[Opening GIVEN ENTRIES section]
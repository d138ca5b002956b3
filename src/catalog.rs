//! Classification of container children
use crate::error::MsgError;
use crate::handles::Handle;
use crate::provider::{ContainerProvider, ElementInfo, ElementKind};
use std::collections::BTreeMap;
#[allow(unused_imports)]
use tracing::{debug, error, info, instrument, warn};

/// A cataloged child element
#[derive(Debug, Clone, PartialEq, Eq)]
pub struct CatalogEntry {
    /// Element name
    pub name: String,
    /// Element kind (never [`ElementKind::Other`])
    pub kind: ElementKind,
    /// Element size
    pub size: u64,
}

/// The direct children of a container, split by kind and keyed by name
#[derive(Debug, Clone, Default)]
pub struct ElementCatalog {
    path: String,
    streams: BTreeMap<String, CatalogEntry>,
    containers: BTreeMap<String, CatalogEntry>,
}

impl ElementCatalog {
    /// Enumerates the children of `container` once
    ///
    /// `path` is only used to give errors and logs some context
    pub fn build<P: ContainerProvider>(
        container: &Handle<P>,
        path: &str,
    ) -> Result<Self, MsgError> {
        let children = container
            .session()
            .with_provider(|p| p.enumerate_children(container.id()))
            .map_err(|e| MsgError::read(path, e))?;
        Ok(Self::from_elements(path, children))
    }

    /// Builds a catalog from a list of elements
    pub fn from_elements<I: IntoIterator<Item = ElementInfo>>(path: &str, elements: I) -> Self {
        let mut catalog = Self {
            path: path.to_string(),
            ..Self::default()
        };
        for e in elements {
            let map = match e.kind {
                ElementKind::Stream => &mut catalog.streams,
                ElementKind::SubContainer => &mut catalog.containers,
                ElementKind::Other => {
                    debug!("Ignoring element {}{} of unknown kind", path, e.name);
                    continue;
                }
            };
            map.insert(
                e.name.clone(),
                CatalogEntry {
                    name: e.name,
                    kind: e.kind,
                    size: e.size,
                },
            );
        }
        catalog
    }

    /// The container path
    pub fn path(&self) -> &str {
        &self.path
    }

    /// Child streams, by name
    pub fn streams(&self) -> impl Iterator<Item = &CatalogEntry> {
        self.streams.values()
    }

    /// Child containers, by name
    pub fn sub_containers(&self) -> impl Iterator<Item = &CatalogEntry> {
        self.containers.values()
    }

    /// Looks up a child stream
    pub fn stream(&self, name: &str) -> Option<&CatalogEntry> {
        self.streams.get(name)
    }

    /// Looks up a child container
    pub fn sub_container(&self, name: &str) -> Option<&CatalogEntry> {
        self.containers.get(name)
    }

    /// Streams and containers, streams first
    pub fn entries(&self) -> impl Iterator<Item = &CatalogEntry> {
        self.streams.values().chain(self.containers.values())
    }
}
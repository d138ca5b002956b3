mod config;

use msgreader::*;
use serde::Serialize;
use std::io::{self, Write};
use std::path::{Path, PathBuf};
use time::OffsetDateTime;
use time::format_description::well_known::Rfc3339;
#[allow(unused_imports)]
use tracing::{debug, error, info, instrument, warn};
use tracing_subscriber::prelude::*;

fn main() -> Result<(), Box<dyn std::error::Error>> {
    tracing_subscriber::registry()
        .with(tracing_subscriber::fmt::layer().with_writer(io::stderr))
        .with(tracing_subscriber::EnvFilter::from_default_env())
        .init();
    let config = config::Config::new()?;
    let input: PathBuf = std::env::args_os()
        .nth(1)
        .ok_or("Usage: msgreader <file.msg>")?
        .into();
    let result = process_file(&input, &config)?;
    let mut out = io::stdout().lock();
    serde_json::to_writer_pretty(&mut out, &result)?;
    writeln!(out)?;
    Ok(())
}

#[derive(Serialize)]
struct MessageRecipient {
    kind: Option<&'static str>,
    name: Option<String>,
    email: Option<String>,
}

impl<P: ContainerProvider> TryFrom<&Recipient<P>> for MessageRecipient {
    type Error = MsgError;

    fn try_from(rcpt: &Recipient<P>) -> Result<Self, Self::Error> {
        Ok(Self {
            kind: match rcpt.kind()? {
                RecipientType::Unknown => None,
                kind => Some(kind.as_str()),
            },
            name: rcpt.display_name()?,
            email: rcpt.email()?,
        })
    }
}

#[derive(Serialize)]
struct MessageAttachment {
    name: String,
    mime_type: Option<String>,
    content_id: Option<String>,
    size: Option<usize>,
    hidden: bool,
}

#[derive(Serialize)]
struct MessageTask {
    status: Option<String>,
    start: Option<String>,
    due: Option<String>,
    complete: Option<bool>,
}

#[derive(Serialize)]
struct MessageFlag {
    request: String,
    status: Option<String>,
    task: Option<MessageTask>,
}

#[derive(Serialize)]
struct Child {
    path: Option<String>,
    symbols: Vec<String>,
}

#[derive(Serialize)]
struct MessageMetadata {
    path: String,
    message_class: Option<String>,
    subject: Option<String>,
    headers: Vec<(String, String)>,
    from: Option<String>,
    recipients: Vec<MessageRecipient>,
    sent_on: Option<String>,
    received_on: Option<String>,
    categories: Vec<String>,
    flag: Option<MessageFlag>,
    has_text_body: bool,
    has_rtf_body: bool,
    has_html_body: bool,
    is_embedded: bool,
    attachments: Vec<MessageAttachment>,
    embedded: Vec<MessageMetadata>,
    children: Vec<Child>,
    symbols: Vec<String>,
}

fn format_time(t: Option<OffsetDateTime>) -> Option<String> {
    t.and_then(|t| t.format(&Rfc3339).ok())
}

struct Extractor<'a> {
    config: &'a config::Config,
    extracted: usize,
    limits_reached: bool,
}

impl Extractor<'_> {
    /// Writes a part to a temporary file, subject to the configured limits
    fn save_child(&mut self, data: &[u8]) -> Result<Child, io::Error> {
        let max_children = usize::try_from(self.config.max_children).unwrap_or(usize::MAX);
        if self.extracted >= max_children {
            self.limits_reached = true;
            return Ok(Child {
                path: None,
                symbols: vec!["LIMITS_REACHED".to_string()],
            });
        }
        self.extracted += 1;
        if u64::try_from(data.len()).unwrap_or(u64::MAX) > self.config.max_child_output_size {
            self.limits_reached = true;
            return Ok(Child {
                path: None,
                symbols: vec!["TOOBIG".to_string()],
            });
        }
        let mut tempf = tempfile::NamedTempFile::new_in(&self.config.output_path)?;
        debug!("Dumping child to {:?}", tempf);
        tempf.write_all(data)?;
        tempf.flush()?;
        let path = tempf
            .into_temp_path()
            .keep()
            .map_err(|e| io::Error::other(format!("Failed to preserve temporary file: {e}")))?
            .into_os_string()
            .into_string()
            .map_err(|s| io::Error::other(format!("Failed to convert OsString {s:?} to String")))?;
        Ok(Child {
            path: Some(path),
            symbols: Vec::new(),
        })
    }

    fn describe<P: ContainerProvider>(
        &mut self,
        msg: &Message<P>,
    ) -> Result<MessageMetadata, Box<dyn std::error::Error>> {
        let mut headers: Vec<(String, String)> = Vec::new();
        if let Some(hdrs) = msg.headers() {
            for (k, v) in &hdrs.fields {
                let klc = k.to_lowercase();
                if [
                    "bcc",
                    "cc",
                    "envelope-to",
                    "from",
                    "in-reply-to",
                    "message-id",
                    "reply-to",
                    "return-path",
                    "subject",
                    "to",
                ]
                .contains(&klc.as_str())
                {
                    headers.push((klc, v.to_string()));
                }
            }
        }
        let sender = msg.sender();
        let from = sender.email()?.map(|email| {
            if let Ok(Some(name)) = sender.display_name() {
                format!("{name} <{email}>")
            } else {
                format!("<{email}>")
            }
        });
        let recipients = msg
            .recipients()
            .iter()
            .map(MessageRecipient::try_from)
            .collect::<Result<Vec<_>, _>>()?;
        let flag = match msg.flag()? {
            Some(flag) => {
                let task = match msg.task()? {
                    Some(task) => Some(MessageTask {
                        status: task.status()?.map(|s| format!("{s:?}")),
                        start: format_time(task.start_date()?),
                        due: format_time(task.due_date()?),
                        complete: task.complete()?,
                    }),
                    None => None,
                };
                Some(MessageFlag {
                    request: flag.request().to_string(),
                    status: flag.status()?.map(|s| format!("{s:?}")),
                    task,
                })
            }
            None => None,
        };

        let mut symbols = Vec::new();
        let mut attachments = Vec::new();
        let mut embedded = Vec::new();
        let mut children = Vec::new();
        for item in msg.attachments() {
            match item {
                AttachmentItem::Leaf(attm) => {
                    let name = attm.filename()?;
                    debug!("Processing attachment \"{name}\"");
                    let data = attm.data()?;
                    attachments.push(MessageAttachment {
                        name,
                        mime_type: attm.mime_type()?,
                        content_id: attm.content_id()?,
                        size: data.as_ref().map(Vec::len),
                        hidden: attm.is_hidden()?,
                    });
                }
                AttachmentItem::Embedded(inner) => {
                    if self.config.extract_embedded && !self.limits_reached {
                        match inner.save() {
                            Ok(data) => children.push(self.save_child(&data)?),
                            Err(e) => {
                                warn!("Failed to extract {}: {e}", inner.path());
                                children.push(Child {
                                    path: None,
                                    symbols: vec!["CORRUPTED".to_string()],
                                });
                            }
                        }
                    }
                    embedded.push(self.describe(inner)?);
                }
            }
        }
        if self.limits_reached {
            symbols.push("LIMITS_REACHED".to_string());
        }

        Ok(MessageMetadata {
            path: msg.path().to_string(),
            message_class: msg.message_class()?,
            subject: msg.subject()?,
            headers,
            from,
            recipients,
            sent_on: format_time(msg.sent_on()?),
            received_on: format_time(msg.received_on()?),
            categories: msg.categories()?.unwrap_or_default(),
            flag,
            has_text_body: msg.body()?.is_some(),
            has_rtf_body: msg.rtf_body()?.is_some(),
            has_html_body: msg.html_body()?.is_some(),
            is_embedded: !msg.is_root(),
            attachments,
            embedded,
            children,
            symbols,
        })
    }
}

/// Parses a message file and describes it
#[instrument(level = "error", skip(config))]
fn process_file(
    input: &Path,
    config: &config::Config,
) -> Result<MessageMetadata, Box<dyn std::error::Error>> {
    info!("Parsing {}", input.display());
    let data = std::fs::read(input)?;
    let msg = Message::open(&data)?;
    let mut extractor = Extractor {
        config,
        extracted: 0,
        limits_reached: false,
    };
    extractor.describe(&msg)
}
[Closing GIVEN ENTRIES section]
■ **EXERCISE DETAILS**
Wherever the word "None" occurs in the data above, copy the line it sits in.

■ **EXPECTED ANSWER**
                RecipientType::Unknown => None,
                path: None,
                path: None,
                    None => None,
            None => None,
                                    path: None,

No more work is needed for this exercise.